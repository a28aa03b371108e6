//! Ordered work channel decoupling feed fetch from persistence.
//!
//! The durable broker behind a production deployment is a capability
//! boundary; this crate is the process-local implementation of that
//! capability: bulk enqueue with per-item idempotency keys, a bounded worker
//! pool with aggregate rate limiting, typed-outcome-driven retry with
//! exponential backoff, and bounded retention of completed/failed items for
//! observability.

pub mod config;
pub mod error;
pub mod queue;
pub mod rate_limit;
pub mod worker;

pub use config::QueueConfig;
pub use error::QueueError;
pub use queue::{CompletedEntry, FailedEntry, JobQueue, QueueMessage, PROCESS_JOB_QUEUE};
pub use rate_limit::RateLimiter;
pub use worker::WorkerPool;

• • • •

#### TASK BRIEF
Give back the complete material verbatim.

#### SOLUTION FOR THIS TASK
repository a28aa03b371108e6
//! Ordered work channel decoupling feed fetch from persistence.
//!
//! The durable broker behind a production deployment is a capability
//! boundary; this crate is the process-local implementation of that
//! capability: bulk enqueue with per-item idempotency keys, a bounded worker
//! pool with aggregate rate limiting, typed-outcome-driven retry with
//! exponential backoff, and bounded retention of completed/failed items for
//! observability.

pub mod config;
pub mod error;
pub mod queue;
pub mod rate_limit;
pub mod worker;

pub use config::QueueConfig;
pub use error::QueueError;
pub use queue::{CompletedEntry, FailedEntry, JobQueue, QueueMessage, PROCESS_JOB_QUEUE};
pub use rate_limit::RateLimiter;
pub use worker::WorkerPool;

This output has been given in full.